▼

use crate::vus::Sample;
use pdatastructs::tdigest::{TDigest, K1};
use stampede_core::RunStatistics;
use std::fmt;
use std::time::Duration;

const TDIGEST_BACKLOG_SIZE: usize = 100;

/// Running aggregate of transaction results over some window of time.
#[derive(Debug, Clone)]
pub(crate) struct Measurement {
    pub iterations: u64,
    pub success: u64,
    pub error: u64,
    pub elapsed: Duration,
    latency: TDigest<K1>,
}

impl Measurement {
    pub fn new() -> Self {
        Self {
            iterations: 0,
            success: 0,
            error: 0,
            elapsed: Duration::ZERO,
            latency: default_tdigest(),
        }
    }

    pub fn absorb(&mut self, sample: &Sample, elapsed: Duration) {
        self.iterations += sample.iterations;
        self.success += sample.success;
        self.error += sample.error;
        self.elapsed += elapsed;
        // NOTE: Whole microseconds keep centroid sums exact, so a centroid mean never drifts
        // outside the range of the values it holds.
        for latency in &sample.latency {
            self.latency.insert(latency.as_micros() as f64);
        }
    }

    pub fn total(&self) -> u64 {
        self.success + self.error
    }

    pub fn rps(&self) -> f64 {
        if self.elapsed.is_zero() {
            0.
        } else {
            self.total() as f64 / self.elapsed.as_secs_f64()
        }
    }

    pub fn error_rate(&self) -> f64 {
        if self.total() == 0 {
            0.
        } else {
            self.error as f64 / self.total() as f64
        }
    }

    pub fn latency(&self, quantile: f64) -> Duration {
        let micros = self.latency.quantile(quantile);

        // NOTE: An empty TDigest yields NaN.
        let micros = if micros.is_finite() && micros >= 0. {
            micros
        } else {
            0.
        };

        Duration::from_micros(micros.round() as u64)
    }

    pub fn into_statistics(self, max_vus: usize, interrupted: u64) -> RunStatistics {
        RunStatistics {
            max_vus,
            iterations: self.iterations,
            success: self.success,
            error: self.error,
            interrupted,
            rps: self.rps(),
            error_rate: self.error_rate(),
            latency_p50: self.latency(0.50),
            latency_p90: self.latency(0.90),
            latency_p95: self.latency(0.95),
            latency_p99: self.latency(0.99),
            elapsed: self.elapsed,
        }
    }
}

impl fmt::Display for Measurement {
    fn fmt(&self, f: &mut fmt::Formatter<'_>) -> fmt::Result {
        write!(
            f,
            "iterations={}, RPS={:.2}, ErrorRate={:.2}, p50={:?}, p90={:?}, p99={:?}",
            self.iterations,
            self.rps(),
            self.error_rate(),
            self.latency(0.5),
            self.latency(0.90),
            self.latency(0.99),
        )
    }
}

fn default_tdigest() -> TDigest<K1> {
    TDigest::new(K1::new(10.), TDIGEST_BACKLOG_SIZE)
}
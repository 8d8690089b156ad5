mod utils;

use mock_service::{Behavior, StatusCode};
use poster_load::{poster, set_target};
use stampede::prelude::*;
use utils::{init, short_stages};

#[tokio::test(flavor = "multi_thread")]
#[ntest::timeout(60_000)]
async fn server_errors_are_recorded() {
    init();
    let service = mock_service::spawn(Behavior::status(StatusCode::INTERNAL_SERVER_ERROR))
        .await
        .unwrap();
    set_target(&service.url()).unwrap();

    let stats = poster().stages(short_stages()).await.unwrap();

    assert_eq!(stats.max_vus, 5);
    assert!(stats.error > 0);
    assert_eq!(stats.success, 0);
    assert_eq!(stats.error_rate, 1.);
    assert_eq!(stats.success_rate(), 0.);
    assert_eq!(service.hits.poster(), stats.iterations);
}
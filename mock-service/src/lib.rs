use axum::{
    debug_handler,
    extract::{Query, State},
    routing::get,
    Router,
};
use serde::Deserialize;
use std::net::SocketAddr;
use std::sync::{
    atomic::{AtomicU64, Ordering},
    Arc,
};
use std::time::Duration;
use tokio::task::JoinHandle;
use tower_http::trace::TraceLayer;
use tracing::{debug, info};

pub use axum::http::StatusCode;

/// How the mock poster endpoint responds.
#[derive(Clone, Copy, Debug)]
pub struct Behavior {
    pub status: StatusCode,
    pub delay: Duration,
}

impl Default for Behavior {
    fn default() -> Self {
        Self {
            status: StatusCode::OK,
            delay: Duration::ZERO,
        }
    }
}

impl Behavior {
    pub fn status(status: StatusCode) -> Self {
        Self {
            status,
            ..Default::default()
        }
    }
}

/// Request counters, shared with the handlers.
#[derive(Debug, Default)]
pub struct Hits {
    poster: AtomicU64,
    movies: std::sync::Mutex<std::collections::HashMap<String, u64>>,
}

impl Hits {
    /// Total `GET /poster` requests received.
    pub fn poster(&self) -> u64 {
        self.poster.load(Ordering::Relaxed)
    }

    /// `GET /poster` requests received for a given `movie` query value.
    pub fn movie(&self, movie: &str) -> u64 {
        self.movies
            .lock()
            .map(|movies| movies.get(movie).copied().unwrap_or(0))
            .unwrap_or(0)
    }

    fn record(&self, movie: &str) {
        self.poster.fetch_add(1, Ordering::Relaxed);
        if let Ok(mut movies) = self.movies.lock() {
            *movies.entry(movie.to_string()).or_default() += 1;
        }
    }
}

#[derive(Clone)]
struct AppState {
    behavior: Behavior,
    hits: Arc<Hits>,
}

/// A running mock server.
pub struct MockService {
    pub addr: SocketAddr,
    pub hits: Arc<Hits>,
    handle: JoinHandle<()>,
}

impl MockService {
    /// Base URL, e.g. `http://127.0.0.1:41234`.
    pub fn url(&self) -> String {
        format!("http://{}", self.addr)
    }
}

impl Drop for MockService {
    fn drop(&mut self) {
        self.handle.abort();
    }
}

pub fn router(behavior: Behavior, hits: Arc<Hits>) -> Router {
    Router::new()
        .route("/", get(welcome))
        .route("/poster", get(poster))
        .with_state(AppState { behavior, hits })
        .layer(TraceLayer::new_for_http())
}

/// Serve on `addr` until the process exits.
pub async fn run(addr: SocketAddr, behavior: Behavior) -> std::io::Result<()> {
    let listener = tokio::net::TcpListener::bind(&addr).await?;
    info!("Mock poster service listening on http://{}", listener.local_addr()?);
    axum::serve(listener, router(behavior, Arc::new(Hits::default()))).await
}

/// Serve on an ephemeral localhost port in the background.
pub async fn spawn(behavior: Behavior) -> std::io::Result<MockService> {
    let listener = tokio::net::TcpListener::bind("127.0.0.1:0").await?;
    let addr = listener.local_addr()?;
    let hits = Arc::new(Hits::default());
    let app = router(behavior, hits.clone());

    let handle = tokio::spawn(async move {
        if let Err(err) = axum::serve(listener, app).await {
            tracing::error!("Mock service stopped: {err}");
        }
    });
    debug!("Mock poster service spawned on {addr}");

    Ok(MockService { addr, hits, handle })
}

async fn welcome() -> &'static str {
    "Successfully connected"
}

#[derive(Deserialize)]
struct PosterQuery {
    movie: String,
}

#[debug_handler]
async fn poster(
    State(state): State<AppState>,
    Query(query): Query<PosterQuery>,
) -> (StatusCode, String) {
    state.hits.record(&query.movie);

    if !state.behavior.delay.is_zero() {
        tokio::time::sleep(state.behavior.delay).await;
    }

    let body = if state.behavior.status.is_success() {
        format!("https://posters.invalid/{}.jpg", query.movie)
    } else {
        "Failed to fetch poster image".to_string()
    };
    (state.behavior.status, body)
}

▲

● **Problem to solve**
Please set down each entry again, word for word.

● **Result of this task**
use crate::vus::Sample;
use pdatastructs::tdigest::{TDigest, K1};
use stampede_core::RunStatistics;
use std::fmt;
use std::time::Duration;

const TDIGEST_BACKLOG_SIZE: usize = 100;

/// Running aggregate of transaction results over some window of time.
#[derive(Debug, Clone)]
pub(crate) struct Measurement {
    pub iterations: u64,
    pub success: u64,
    pub error: u64,
    pub elapsed: Duration,
    latency: TDigest<K1>,
}

impl Measurement {
    pub fn new() -> Self {
        Self {
            iterations: 0,
            success: 0,
            error: 0,
            elapsed: Duration::ZERO,
            latency: default_tdigest(),
        }
    }

    pub fn absorb(&mut self, sample: &Sample, elapsed: Duration) {
        self.iterations += sample.iterations;
        self.success += sample.success;
        self.error += sample.error;
        self.elapsed += elapsed;
        // NOTE: Whole microseconds keep centroid sums exact, so a centroid mean never drifts
        // outside the range of the values it holds.
        for latency in &sample.latency {
            self.latency.insert(latency.as_micros() as f64);
        }
    }

    pub fn total(&self) -> u64 {
        self.success + self.error
    }

    pub fn rps(&self) -> f64 {
        if self.elapsed.is_zero() {
            0.
        } else {
            self.total() as f64 / self.elapsed.as_secs_f64()
        }
    }

    pub fn error_rate(&self) -> f64 {
        if self.total() == 0 {
            0.
        } else {
            self.error as f64 / self.total() as f64
        }
    }

    pub fn latency(&self, quantile: f64) -> Duration {
        let micros = self.latency.quantile(quantile);

        // NOTE: An empty TDigest yields NaN.
        let micros = if micros.is_finite() && micros >= 0. {
            micros
        } else {
            0.
        };

        Duration::from_micros(micros.round() as u64)
    }

    pub fn into_statistics(self, max_vus: usize, interrupted: u64) -> RunStatistics {
        RunStatistics {
            max_vus,
            iterations: self.iterations,
            success: self.success,
            error: self.error,
            interrupted,
            rps: self.rps(),
            error_rate: self.error_rate(),
            latency_p50: self.latency(0.50),
            latency_p90: self.latency(0.90),
            latency_p95: self.latency(0.95),
            latency_p99: self.latency(0.99),
            elapsed: self.elapsed,
        }
    }
}

impl fmt::Display for Measurement {
    fn fmt(&self, f: &mut fmt::Formatter<'_>) -> fmt::Result {
        write!(
            f,
            "iterations={}, RPS={:.2}, ErrorRate={:.2}, p50={:?}, p90={:?}, p99={:?}",
            self.iterations,
            self.rps(),
            self.error_rate(),
            self.latency(0.5),
            self.latency(0.90),
            self.latency(0.99),
        )
    }
}

fn default_tdigest() -> TDigest<K1> {
    TDigest::new(K1::new(10.), TDIGEST_BACKLOG_SIZE)
}
repository 8d8690089b156ad5
mod utils;

use mock_service::{Behavior, StatusCode};
use poster_load::{poster, set_target};
use stampede::prelude::*;
use utils::{init, short_stages};

#[tokio::test(flavor = "multi_thread")]
#[ntest::timeout(60_000)]
async fn server_errors_are_recorded() {
    init();
    let service = mock_service::spawn(Behavior::status(StatusCode::INTERNAL_SERVER_ERROR))
        .await
        .unwrap();
    set_target(&service.url()).unwrap();

    let stats = poster().stages(short_stages()).await.unwrap();

    assert_eq!(stats.max_vus, 5);
    assert!(stats.error > 0);
    assert_eq!(stats.success, 0);
    assert_eq!(stats.error_rate, 1.);
    assert_eq!(stats.success_rate(), 0.);
    assert_eq!(service.hits.poster(), stats.iterations);
}
filename mock-service/src/lib.rs
use axum::{
    debug_handler,
    extract::{Query, State},
    routing::get,
    Router,
};
use serde::Deserialize;
use std::net::SocketAddr;
use std::sync::{
    atomic::{AtomicU64, Ordering},
    Arc,
};
use std::time::Duration;
use tokio::task::JoinHandle;
use tower_http::trace::TraceLayer;
use tracing::{debug, info};

pub use axum::http::StatusCode;

/// How the mock poster endpoint responds.
#[derive(Clone, Copy, Debug)]
pub struct Behavior {
    pub status: StatusCode,
    pub delay: Duration,
}

impl Default for Behavior {
    fn default() -> Self {
        Self {
            status: StatusCode::OK,
            delay: Duration::ZERO,
        }
    }
}

impl Behavior {
    pub fn status(status: StatusCode) -> Self {
        Self {
            status,
            ..Default::default()
        }
    }
}

/// Request counters, shared with the handlers.
#[derive(Debug, Default)]
pub struct Hits {
    poster: AtomicU64,
    movies: std::sync::Mutex<std::collections::HashMap<String, u64>>,
}

impl Hits {
    /// Total `GET /poster` requests received.
    pub fn poster(&self) -> u64 {
        self.poster.load(Ordering::Relaxed)
    }

    /// `GET /poster` requests received for a given `movie` query value.
    pub fn movie(&self, movie: &str) -> u64 {
        self.movies
            .lock()
            .map(|movies| movies.get(movie).copied().unwrap_or(0))
            .unwrap_or(0)
    }

    fn record(&self, movie: &str) {
        self.poster.fetch_add(1, Ordering::Relaxed);
        if let Ok(mut movies) = self.movies.lock() {
            *movies.entry(movie.to_string()).or_default() += 1;
        }
    }
}

#[derive(Clone)]
struct AppState {
    behavior: Behavior,
    hits: Arc<Hits>,
}

/// A running mock server.
pub struct MockService {
    pub addr: SocketAddr,
    pub hits: Arc<Hits>,
    handle: JoinHandle<()>,
}

impl MockService {
    /// Base URL, e.g. `http://127.0.0.1:41234`.
    pub fn url(&self) -> String {
        format!("http://{}", self.addr)
    }
}

impl Drop for MockService {
    fn drop(&mut self) {
        self.handle.abort();
    }
}

pub fn router(behavior: Behavior, hits: Arc<Hits>) -> Router {
    Router::new()
        .route("/", get(welcome))
        .route("/poster", get(poster))
        .with_state(AppState { behavior, hits })
        .layer(TraceLayer::new_for_http())
}

/// Serve on `addr` until the process exits.
pub async fn run(addr: SocketAddr, behavior: Behavior) -> std::io::Result<()> {
    let listener = tokio::net::TcpListener::bind(&addr).await?;
    info!("Mock poster service listening on http://{}", listener.local_addr()?);
    axum::serve(listener, router(behavior, Arc::new(Hits::default()))).await
}

/// Serve on an ephemeral localhost port in the background.
pub async fn spawn(behavior: Behavior) -> std::io::Result<MockService> {
    let listener = tokio::net::TcpListener::bind("127.0.0.1:0").await?;
    let addr = listener.local_addr()?;
    let hits = Arc::new(Hits::default());
    let app = router(behavior, hits.clone());

    let handle = tokio::spawn(async move {
        if let Err(err) = axum::serve(listener, app).await {
            tracing::error!("Mock service stopped: {err}");
        }
    });
    debug!("Mock poster service spawned on {addr}");

    Ok(MockService { addr, hits, handle })
}

async fn welcome() -> &'static str {
    "Successfully connected"
}

#[derive(Deserialize)]
struct PosterQuery {
    movie: String,
}

#[debug_handler]
async fn poster(
    State(state): State<AppState>,
    Query(query): Query<PosterQuery>,
) -> (StatusCode, String) {
    state.hits.record(&query.movie);

    if !state.behavior.delay.is_zero() {
        tokio::time::sleep(state.behavior.delay).await;
    }

    let body = if state.behavior.status.is_success() {
        format!("https://posters.invalid/{}.jpg", query.movie)
    } else {
        "Failed to fetch poster image".to_string()
    };
    (state.behavior.status, body)
}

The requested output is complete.